> PROMPT
The answer must be one number: how many lines of the records contain "UnknownModel".
[[ DATA SUPPLIED, beginning ]]
//! Configuration management for webacquire.
//!
//! Settings come from `webacquire.toml` when present, with environment
//! variables taking precedence. Loaded settings are passed explicitly into
//! constructors; nothing reads configuration ambiently at request time.

use std::path::Path;
use std::time::Duration;

use serde::{Deserialize, Serialize};

use crate::error::{Error, Result};
use crate::scrapers::RateLimitConfig;

/// Config file discovered in the working directory when no path is given.
pub const CONFIG_FILE: &str = "webacquire.toml";

/// Default minimum delay between same-domain requests in seconds.
pub const DEFAULT_RATE_LIMIT_MIN: f64 = 1.0;

/// Default maximum delay between same-domain requests in seconds.
pub const DEFAULT_RATE_LIMIT_MAX: f64 = 3.0;

/// Default HTTP request timeout in seconds.
pub const DEFAULT_REQUEST_TIMEOUT_SECS: u64 = 30;

/// Top-level settings.
#[derive(Debug, Clone, Serialize, Deserialize)]
#[serde(default)]
pub struct Settings {
    pub rate_limit: RateLimitSettings,
    /// Custom user agent for outbound requests.
    pub user_agent: Option<String>,
    /// HTTP request timeout in seconds.
    pub request_timeout_secs: u64,
}

impl Default for Settings {
    fn default() -> Self {
        Self {
            rate_limit: RateLimitSettings::default(),
            user_agent: None,
            request_timeout_secs: DEFAULT_REQUEST_TIMEOUT_SECS,
        }
    }
}

/// Delay bounds for per-domain request spacing, in seconds.
#[derive(Debug, Clone, Serialize, Deserialize)]
#[serde(default)]
pub struct RateLimitSettings {
    pub min_delay_secs: f64,
    pub max_delay_secs: f64,
}

impl Default for RateLimitSettings {
    fn default() -> Self {
        Self {
            min_delay_secs: DEFAULT_RATE_LIMIT_MIN,
            max_delay_secs: DEFAULT_RATE_LIMIT_MAX,
        }
    }
}

impl RateLimitSettings {
    /// Convert to the limiter's runtime config.
    pub fn to_limiter_config(&self) -> RateLimitConfig {
        RateLimitConfig::new(
            Duration::from_secs_f64(self.min_delay_secs),
            Duration::from_secs_f64(self.max_delay_secs),
        )
    }
}

impl Settings {
    /// Load settings from `path`, or from `webacquire.toml` in the working
    /// directory if it exists, then apply environment overrides.
    pub fn load(path: Option<&Path>) -> Result<Self> {
        let mut settings = match path {
            Some(p) => Self::from_file(p)?,
            None => {
                let default = Path::new(CONFIG_FILE);
                if default.exists() {
                    Self::from_file(default)?
                } else {
                    Self::default()
                }
            }
        };
        settings.apply_env_overrides()?;
        settings.validate()?;
        Ok(settings)
    }

    fn from_file(path: &Path) -> Result<Self> {
        let raw = std::fs::read_to_string(path)?;
        toml::from_str(&raw).map_err(|e| Error::Config(format!("{}: {}", path.display(), e)))
    }

    /// Environment variables: RATE_LIMIT_MIN, RATE_LIMIT_MAX,
    /// WEBACQUIRE_USER_AGENT, WEBACQUIRE_TIMEOUT.
    fn apply_env_overrides(&mut self) -> Result<()> {
        if let Some(min) = env_f64("RATE_LIMIT_MIN")? {
            self.rate_limit.min_delay_secs = min;
        }
        if let Some(max) = env_f64("RATE_LIMIT_MAX")? {
            self.rate_limit.max_delay_secs = max;
        }
        if let Ok(ua) = std::env::var("WEBACQUIRE_USER_AGENT") {
            self.user_agent = Some(ua);
        }
        if let Some(timeout) = env_u64("WEBACQUIRE_TIMEOUT")? {
            self.request_timeout_secs = timeout;
        }
        Ok(())
    }

    fn validate(&self) -> Result<()> {
        let rl = &self.rate_limit;
        if rl.min_delay_secs < 0.0 || rl.min_delay_secs > rl.max_delay_secs {
            return Err(Error::Config(format!(
                "rate limit bounds must satisfy 0 <= min <= max (got min={}, max={})",
                rl.min_delay_secs, rl.max_delay_secs
            )));
        }
        Ok(())
    }

    /// HTTP request timeout as a duration.
    pub fn request_timeout(&self) -> Duration {
        Duration::from_secs(self.request_timeout_secs)
    }
}

fn env_f64(key: &str) -> Result<Option<f64>> {
    match std::env::var(key) {
        Ok(raw) => raw
            .trim()
            .parse::<f64>()
            .map(Some)
            .map_err(|_| Error::Config(format!("{} must be a number, got '{}'", key, raw))),
        Err(_) => Ok(None),
    }
}

fn env_u64(key: &str) -> Result<Option<u64>> {
    match std::env::var(key) {
        Ok(raw) => raw
            .trim()
            .parse::<u64>()
            .map(Some)
            .map_err(|_| Error::Config(format!("{} must be an integer, got '{}'", key, raw))),
        Err(_) => Ok(None),
    }
}

#[cfg(test)]
mod tests {
    use super::*;

    #[test]
    fn test_defaults() {
        let settings = Settings::default();
        assert_eq!(settings.rate_limit.min_delay_secs, DEFAULT_RATE_LIMIT_MIN);
        assert_eq!(settings.rate_limit.max_delay_secs, DEFAULT_RATE_LIMIT_MAX);
        assert_eq!(settings.request_timeout_secs, DEFAULT_REQUEST_TIMEOUT_SECS);
        assert!(settings.user_agent.is_none());
        assert!(settings.validate().is_ok());
    }

    #[test]
    fn test_partial_toml() {
        let settings: Settings = toml::from_str(
            r#"
            [rate_limit]
            min_delay_secs = 0.5
            "#,
        )
        .unwrap();
        assert_eq!(settings.rate_limit.min_delay_secs, 0.5);
        assert_eq!(settings.rate_limit.max_delay_secs, DEFAULT_RATE_LIMIT_MAX);
    }

    #[test]
    fn test_validate_rejects_inverted_bounds() {
        let settings: Settings = toml::from_str(
            r#"
            [rate_limit]
            min_delay_secs = 5.0
            max_delay_secs = 1.0
            "#,
        )
        .unwrap();
        assert!(matches!(settings.validate(), Err(Error::Config(_))));
    }

    #[test]
    fn test_to_limiter_config() {
        let settings = RateLimitSettings {
            min_delay_secs: 0.2,
            max_delay_secs: 0.2,
        };
        let config = settings.to_limiter_config();
        assert_eq!(config.min_delay, Duration::from_millis(200));
        assert_eq!(config.max_delay, Duration::from_millis(200));
    }
}
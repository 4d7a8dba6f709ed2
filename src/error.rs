//! Crate-wide error types.

use thiserror::Error;

pub type Result<T> = std::result::Result<T, Error>;

/// Errors surfaced by the acquisition pipeline.
#[derive(Debug, Error)]
pub enum Error {
    #[error("Invalid output format: {0}")]
    InvalidFormat(String),

    #[error("Configuration error: {0}")]
    Config(String),

    #[error("URL tracker error: {0}")]
    Tracker(String),

    #[error(transparent)]
    Http(#[from] reqwest::Error),

    #[error(transparent)]
    Io(#[from] std::io::Error),

    #[error(transparent)]
    Json(#[from] serde_json::Error),
}
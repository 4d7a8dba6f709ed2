//! Scraping pipeline building blocks.

pub mod http_client;
pub mod rate_limiter;

pub use http_client::HttpClient;
pub use rate_limiter::{RateLimitConfig, RateLimiter};

use serde::{Deserialize, Serialize};

/// Scraped payload for a single URL.
#[derive(Debug, Clone, Default, Serialize, Deserialize)]
pub struct ScrapeResult {
    /// Extracted page or document text.
    pub content: String,
    /// URLs discovered while scraping this page.
    #[serde(default)]
    pub discovered_urls: Vec<String>,
    /// Page metadata (url, title, content type, ...).
    #[serde(default)]
    pub metadata: serde_json::Map<String, serde_json::Value>,
}

impl ScrapeResult {
    /// Create a result holding extracted content only.
    pub fn new(content: impl Into<String>) -> Self {
        Self {
            content: content.into(),
            ..Default::default()
        }
    }
}
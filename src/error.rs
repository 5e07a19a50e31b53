//! Error types for spec normalization, loading and validation.

use std::path::PathBuf;
use thiserror::Error;

use crate::report::Report;

/// Faults in the Swagger document itself.
///
/// These are data-integrity problems of the input spec, never outcomes of
/// validating a payload, so they are kept out of [`Report`].
#[derive(Debug, Clone, PartialEq, Error)]
pub enum SpecError {
    #[error("model '{name}' is not defined in definitions")]
    UnknownModel { name: String },

    #[error("operation {method} {path} has no operationId")]
    MissingOperationId { method: String, path: String },

    #[error("missing '{field}' at {path}")]
    MissingField { path: String, field: String },

    #[error("invalid value at {path}: expected {expected}, got {actual}")]
    InvalidType {
        path: String,
        expected: &'static str,
        actual: String,
    },

    #[error("allOf chain starting at '{name}' loops back on itself")]
    CompositionCycle { name: String },

    #[error("operation '{operation}' has no model to validate against")]
    NoModel { operation: String },
}

/// Errors while loading a document from disk.
#[derive(Debug, Error)]
pub enum LoadError {
    #[error("file not found: {path}")]
    FileNotFound { path: PathBuf },

    #[error("cannot read {path}: {source}")]
    ReadError {
        path: PathBuf,
        #[source]
        source: std::io::Error,
    },

    #[error("invalid JSON: {source}")]
    InvalidJson {
        #[source]
        source: serde_json::Error,
    },
}

/// Errors returned by the `validate_*` family.
#[derive(Debug, Clone, PartialEq, Error)]
pub enum ValidateError {
    #[error("The operation_name parameter must be a non-empty string")]
    EmptyOperationName,

    #[error("The {argument} parameter must be a dict")]
    NotAMapping { argument: &'static str },

    #[error("{operation} operation does not support")]
    UnsupportedOperation { operation: String },

    #[error("{report}")]
    Invalid { report: Report },

    #[error(transparent)]
    Spec(#[from] SpecError),
}

impl SpecError {
    /// Returns the exit code for this error type.
    pub fn exit_code(&self) -> i32 {
        2
    }
}

impl LoadError {
    /// Returns the exit code for this error type.
    pub fn exit_code(&self) -> i32 {
        match self {
            LoadError::FileNotFound { .. } | LoadError::ReadError { .. } => 3,
            LoadError::InvalidJson { .. } => 2,
        }
    }
}

impl ValidateError {
    /// Returns the exit code for this error type.
    pub fn exit_code(&self) -> i32 {
        match self {
            ValidateError::Invalid { .. } => 1,
            ValidateError::Spec(e) => e.exit_code(),
            _ => 2,
        }
    }

    /// Caller misuse: bad operation name, bad argument shape, or unknown operation.
    pub fn is_usage(&self) -> bool {
        matches!(
            self,
            ValidateError::EmptyOperationName
                | ValidateError::NotAMapping { .. }
                | ValidateError::UnsupportedOperation { .. }
        )
    }

    /// The findings, when this is a structural validation failure.
    pub fn report(&self) -> Option<&Report> {
        match self {
            ValidateError::Invalid { report } => Some(report),
            _ => None,
        }
    }
}
#[cfg(test)]
mod tests {
    use super::*;
    use crate::normalizer::normalize;
    use serde_json::json;

    fn index() -> NormalizedIndex {
        normalize(&json!({
            "basePath": "/api",
            "definitions": {
                "Item": {
                    "type": "object",
                    "required": ["id"],
                    "properties": { "id": { "type": "string" } }
                },
                "Status": { "type": "string", "enum": ["ACTIVE", "INACTIVE"] },
                "Holder": {
                    "type": "object",
                    "required": ["name"],
                    "properties": {
                        "name": { "type": "string" },
                        "count": { "type": "integer" },
                        "ratio": { "type": "number" },
                        "enabled": { "type": "boolean" },
                        "status": { "type": "object", "$ref": "#/definitions/Status" },
                        "items": { "type": "array", "items": { "type": "object", "$ref": "#/definitions/Item" } },
                        "matrix": { "type": "array", "items": { "type": "array", "items": { "type": "integer" } } },
                        "meta": { "type": "object", "required": ["key"] }
                    }
                }
            },
            "paths": {
                "/holders": {
                    "post": {
                        "operationId": "addHolder",
                        "parameters": [
                            { "in": "body", "name": "body", "schema": { "$ref": "#/definitions/Holder" } },
                            { "in": "query", "name": "dryRun", "type": "boolean", "required": true },
                            { "in": "query", "name": "limit", "type": "integer" }
                        ],
                        "responses": {}
                    }
                },
                "/holders/{id}": {
                    "delete": {
                        "operationId": "deleteHolder",
                        "parameters": [{ "in": "path", "name": "id", "type": "string", "required": true }]
                    }
                }
            }
        }))
        .unwrap()
    }

    #[test]
    fn empty_object_node_reports_required() {
        let index = index();
        let validator = SchemaValidator::new(&index);
        let report = validator.validate_model("Item", &json!({})).unwrap();
        assert_eq!(report.required, vec!["id"]);
        assert!(report.invalid_type.is_empty());
    }

    #[test]
    fn simple_type_mismatches() {
        let index = index();
        let validator = SchemaValidator::new(&index);
        let report = validator
            .validate_model(
                "Holder",
                &json!({ "name": 1, "count": true, "ratio": false, "enabled": "yes" }),
            )
            .unwrap();

        let found: Vec<_> = report
            .invalid_type
            .iter()
            .map(|e| (e.path.as_str(), e.expected_type.as_str()))
            .collect();
        assert_eq!(
            found,
            vec![
                ("name", "string"),
                ("count", "integer"),
                ("ratio", "number"),
                ("enabled", "boolean")
            ]
        );
    }

    #[test]
    fn enum_violation_is_reported_at_field() {
        let index = index();
        let validator = SchemaValidator::new(&index);
        let report = validator
            .validate_model("Holder", &json!({ "name": "n", "status": "UNKNOWN" }))
            .unwrap();
        assert_eq!(report.invalid_type.len(), 1);
        assert_eq!(report.invalid_type[0].path, "status");
        assert_eq!(report.invalid_type[0].expected_type, "enum");
        assert_eq!(report.invalid_type[0].actually_value, json!("UNKNOWN"));
    }

    #[test]
    fn enum_at_root() {
        let index = index();
        let validator = SchemaValidator::new(&index);
        let report = validator.validate_model("Status", &json!("ACTIVE")).unwrap();
        assert!(report.is_empty());
        let report = validator.validate_model("Status", &json!("active")).unwrap();
        assert_eq!(report.invalid_type[0].path, "");
    }

    #[test]
    fn nested_arrays_index_paths() {
        let index = index();
        let validator = SchemaValidator::new(&index);
        let report = validator
            .validate_model("Holder", &json!({ "name": "n", "matrix": [[1, 2], [3, "x"], 4] }))
            .unwrap();
        let found: Vec<_> = report
            .invalid_type
            .iter()
            .map(|e| (e.path.as_str(), e.expected_type.as_str()))
            .collect();
        assert_eq!(found, vec![("matrix[1][1]", "integer"), ("matrix[2]", "array")]);
    }

    #[test]
    fn object_expected_stops_descending() {
        let index = index();
        let validator = SchemaValidator::new(&index);
        let report = validator
            .validate_model("Holder", &json!({ "name": "n", "items": ["a"] }))
            .unwrap();
        assert!(report.required.is_empty());
        assert_eq!(report.invalid_type[0].path, "items[0]");
        assert_eq!(report.invalid_type[0].expected_type, "object");
    }

    #[test]
    fn inline_object_property() {
        let index = index();
        let validator = SchemaValidator::new(&index);
        let report = validator
            .validate_model("Holder", &json!({ "name": "n", "meta": {} }))
            .unwrap();
        assert_eq!(report.required, vec!["meta.key"]);
    }

    #[test]
    fn undeclared_properties_are_ignored() {
        let index = index();
        let validator = SchemaValidator::new(&index);
        let report = validator
            .validate_model("Holder", &json!({ "name": "n", "extra": [1, 2, 3] }))
            .unwrap();
        assert!(report.is_empty());
    }

    #[test]
    fn body_preconditions_short_circuit() {
        let index = index();
        let validator = SchemaValidator::new(&index);

        assert_eq!(
            validator.validate_body("", Some(&json!([]))).unwrap_err(),
            ValidateError::EmptyOperationName
        );
        assert_eq!(
            validator.validate_body("nope", Some(&json!([]))).unwrap_err(),
            ValidateError::NotAMapping { argument: "data" }
        );
        assert_eq!(
            validator.validate_body("nope", None).unwrap_err(),
            ValidateError::UnsupportedOperation {
                operation: "nope".into()
            }
        );
    }

    #[test]
    fn body_defaults_to_empty_object() {
        let index = index();
        let validator = SchemaValidator::new(&index);
        let err = validator.validate_body("addHolder", None).unwrap_err();
        assert_eq!(err.report().unwrap().required, vec!["name"]);
    }

    #[test]
    fn body_without_model_is_a_spec_fault() {
        let index = index();
        let validator = SchemaValidator::new(&index);
        assert_eq!(
            validator.validate_body("deleteHolder", None).unwrap_err(),
            ValidateError::Spec(SpecError::NoModel {
                operation: "deleteHolder".into()
            })
        );
    }

    #[test]
    fn query_params() {
        let index = index();
        let validator = SchemaValidator::new(&index);

        assert!(validator
            .validate_query_params("addHolder", Some(&json!({ "dryRun": true })))
            .is_ok());

        let err = validator
            .validate_query_params("addHolder", Some(&json!({ "limit": "10" })))
            .unwrap_err();
        let report = err.report().unwrap();
        assert_eq!(report.required, vec!["dryRun"]);
        assert_eq!(report.invalid_type[0].path, "limit");
        assert_eq!(report.invalid_type[0].expected_type, "integer");
    }

    #[test]
    fn params_preconditions() {
        let index = index();
        let validator = SchemaValidator::new(&index);
        assert_eq!(
            validator
                .validate_path_params("deleteHolder", Some(&json!("id")))
                .unwrap_err(),
            ValidateError::NotAMapping { argument: "params" }
        );
    }

    #[test]
    fn empty_bucket_trivially_succeeds() {
        let index = index();
        let validator = SchemaValidator::new(&index);
        assert!(validator.validate_path_params("addHolder", None).is_ok());
        assert!(validator.validate_query_params("deleteHolder", None).is_ok());
    }

    #[test]
    fn spec_fault_location_escapes_property_names() {
        let index = normalize(&json!({
            "definitions": {
                "Slashed": {
                    "type": "object",
                    "properties": { "a/b~c": { "type": "array" } }
                }
            }
        }))
        .unwrap();
        let validator = SchemaValidator::new(&index);

        let err = validator
            .validate_model("Slashed", &json!({ "a/b~c": [] }))
            .unwrap_err();
        assert_eq!(
            err,
            SpecError::MissingField {
                path: "/definitions/Slashed/properties/a~1b~0c".into(),
                field: "items".into()
            }
        );
    }

    #[test]
    fn validator_is_send_and_sync() {
        fn assert_send_sync<T: Send + Sync>() {}
        assert_send_sync::<SchemaValidator<'static>>();
        assert_send_sync::<NormalizedIndex>();
    }
}
//! Spec normalization - reduces a Swagger 2.0 document to an operation index.

use indexmap::IndexMap;
use serde_json::{Map, Value};
use tracing::{debug, warn};

use crate::error::SpecError;
use crate::types::{
    composition_target, definition_pointer, escape_pointer, expect_array, expect_object,
    expect_str, json_type_name, lookup_model, model_name_from_ref, HttpMethod, NormalizedIndex,
    Operation, OperationParams, ParamLocation, ParamSpec, FILE_MODEL_NAME, SUCCESS_RESPONSE_CODE,
};

/// Normalize a Swagger 2.0 document.
///
/// Models are copied verbatim from `definitions`. Every operation under
/// `paths` is keyed by its `operationId` and reduced to its method, full URL,
/// model name, and path/query parameters.
///
/// # Errors
///
/// Returns `SpecError` if an operation lacks an `operationId`, a `$ref`
/// names an undefined model, or a structural keyword has the wrong type.
pub fn normalize(spec: &Value) -> Result<NormalizedIndex, SpecError> {
    let base_path = match spec.get("basePath") {
        Some(value) => expect_str(value, "/basePath")?,
        None => "",
    };
    let models = match spec.get("definitions") {
        Some(value) => expect_object(value, "/definitions")?.clone(),
        None => Map::new(),
    };

    let mut operations = IndexMap::new();
    if let Some(paths) = spec.get("paths") {
        let resolver = ModelResolver { models: &models };
        for (path, item) in expect_object(paths, "/paths")? {
            let location = format!("/paths/{}", escape_pointer(path));
            for (method, raw) in expect_object(item, &location)? {
                // Vendor extensions and path-level `parameters` are not operations
                if method.starts_with("x-") || !raw.is_object() {
                    continue;
                }
                let location = format!("{}/{}", location, method);
                let (operation_id, operation) =
                    resolver.operation(base_path, path, method, raw, &location)?;

                debug!(
                    operation_id,
                    method = %operation.method,
                    url = %operation.url,
                    model = ?operation.model_name,
                    "normalized operation"
                );
                operations.insert(operation_id.to_string(), operation);
            }
        }
    }

    Ok(NormalizedIndex { models, operations })
}

/// Resolve a `$ref` to the name of its terminal model.
///
/// Composition (`allOf`) models are followed through their first entry
/// until a non-composition model is reached.
///
/// # Errors
///
/// Returns `SpecError::UnknownModel` for a dangling reference, or
/// `SpecError::CompositionCycle` if the chain loops.
pub fn resolve_model_ref(
    models: &Map<String, Value>,
    reference: &str,
) -> Result<String, SpecError> {
    ModelResolver { models }.resolve(reference)
}

struct ModelResolver<'a> {
    models: &'a Map<String, Value>,
}

impl<'a> ModelResolver<'a> {
    fn operation<'v>(
        &self,
        base_path: &str,
        path: &str,
        method: &str,
        raw: &'v Value,
        location: &str,
    ) -> Result<(&'v str, Operation), SpecError> {
        let operation_id = match raw.get("operationId") {
            Some(value) => expect_str(value, &format!("{}/operationId", location))?,
            None => {
                return Err(SpecError::MissingOperationId {
                    method: method.to_string(),
                    path: path.to_string(),
                })
            }
        };

        let parameters = raw
            .get("parameters")
            .map(|params| simplify_params(params, &format!("{}/parameters", location)))
            .transpose()?;

        let operation = Operation {
            method: method.to_lowercase(),
            url: format!("{}{}", base_path, path),
            model_name: self.model_name(method, raw, location)?,
            parameters,
        };
        Ok((operation_id, operation))
    }

    fn model_name(
        &self,
        method: &str,
        raw: &Value,
        location: &str,
    ) -> Result<Option<String>, SpecError> {
        match HttpMethod::parse(method) {
            HttpMethod::Get => self.from_responses(raw, location),
            HttpMethod::Post | HttpMethod::Put => match self.from_body(raw, location)? {
                Some(name) => Ok(Some(name)),
                None => self.from_responses(raw, location),
            },
            HttpMethod::Other => Ok(None),
        }
    }

    /// Model of the `in: body` parameter, if there is one with a `$ref` schema.
    fn from_body(&self, raw: &Value, location: &str) -> Result<Option<String>, SpecError> {
        let Some(params) = raw.get("parameters") else {
            return Ok(None);
        };
        let path = format!("{}/parameters", location);
        let body = expect_array(params, &path)?
            .iter()
            .find(|param| param.get("in").and_then(Value::as_str) == Some("body"));

        match body.and_then(|param| param.pointer("/schema/$ref")) {
            Some(reference) => {
                let reference = expect_str(reference, &format!("{}/schema/$ref", path))?;
                self.resolve(reference).map(Some)
            }
            None => Ok(None),
        }
    }

    /// Model of the `200` response schema.
    fn from_responses(&self, raw: &Value, location: &str) -> Result<Option<String>, SpecError> {
        let Some(schema) = raw
            .get("responses")
            .and_then(|responses| responses.get(SUCCESS_RESPONSE_CODE))
            .and_then(|response| response.get("schema"))
        else {
            return Ok(None);
        };
        let path = format!("{}/responses/{}/schema", location, SUCCESS_RESPONSE_CODE);

        if let Some(reference) = schema.get("$ref") {
            let reference = expect_str(reference, &format!("{}/$ref", path))?;
            return self.resolve(reference).map(Some);
        }
        // Paginated list envelope: { items: { type: array, items: { $ref } } }
        if let Some(reference) = schema.pointer("/properties/items/items/$ref") {
            let reference =
                expect_str(reference, &format!("{}/properties/items/items/$ref", path))?;
            return self.resolve(reference).map(Some);
        }
        if schema.get("type").and_then(Value::as_str) == Some("file") {
            return Ok(Some(FILE_MODEL_NAME.to_string()));
        }
        Ok(None)
    }

    fn resolve(&self, reference: &str) -> Result<String, SpecError> {
        let mut name = model_name_from_ref(reference);
        let mut visited: Vec<&str> = Vec::new();

        loop {
            let model = lookup_model(self.models, name)?;
            let Some(target) = composition_target(model, &definition_pointer(name))? else {
                debug!(reference, model = name, "resolved model reference");
                return Ok(name.to_string());
            };
            visited.push(name);
            name = model_name_from_ref(target);
            if visited.contains(&name) {
                return Err(SpecError::CompositionCycle {
                    name: visited[0].to_string(),
                });
            }
        }
    }
}

/// Split parameters into `path` and `query` buckets, dropping the rest.
fn simplify_params(params: &Value, location: &str) -> Result<OperationParams, SpecError> {
    let mut simplified = OperationParams::default();

    for (i, param) in expect_array(params, location)?.iter().enumerate() {
        let location = format!("{}/{}", location, i);
        let param = expect_object(param, &location)?;

        let Some(position) = param.get("in") else {
            if param.contains_key("$ref") {
                warn!(%location, "skipping parameter reference outside definitions");
                continue;
            }
            return Err(missing(&location, "in"));
        };
        let Some(bucket) = ParamLocation::parse(expect_str(position, &format!("{}/in", location))?)
        else {
            continue;
        };

        let name = param.get("name").ok_or_else(|| missing(&location, "name"))?;
        let name = expect_str(name, &format!("{}/name", location))?;
        let param_type = param.get("type").ok_or_else(|| missing(&location, "type"))?;
        let param_type = expect_str(param_type, &format!("{}/type", location))?;
        let required = match param.get("required") {
            Some(Value::Bool(required)) => *required,
            Some(other) => {
                return Err(SpecError::InvalidType {
                    path: format!("{}/required", location),
                    expected: "boolean",
                    actual: json_type_name(other).to_string(),
                })
            }
            None => false,
        };

        simplified.bucket_mut(bucket).insert(
            name.to_string(),
            ParamSpec {
                param_type: param_type.to_string(),
                required,
            },
        );
    }

    Ok(simplified)
}

fn missing(path: &str, field: &str) -> SpecError {
    SpecError::MissingField {
        path: path.to_string(),
        field: field.to_string(),
    }
}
[[ DATA SUPPLIED, end ]]
> RESULT BELOW
2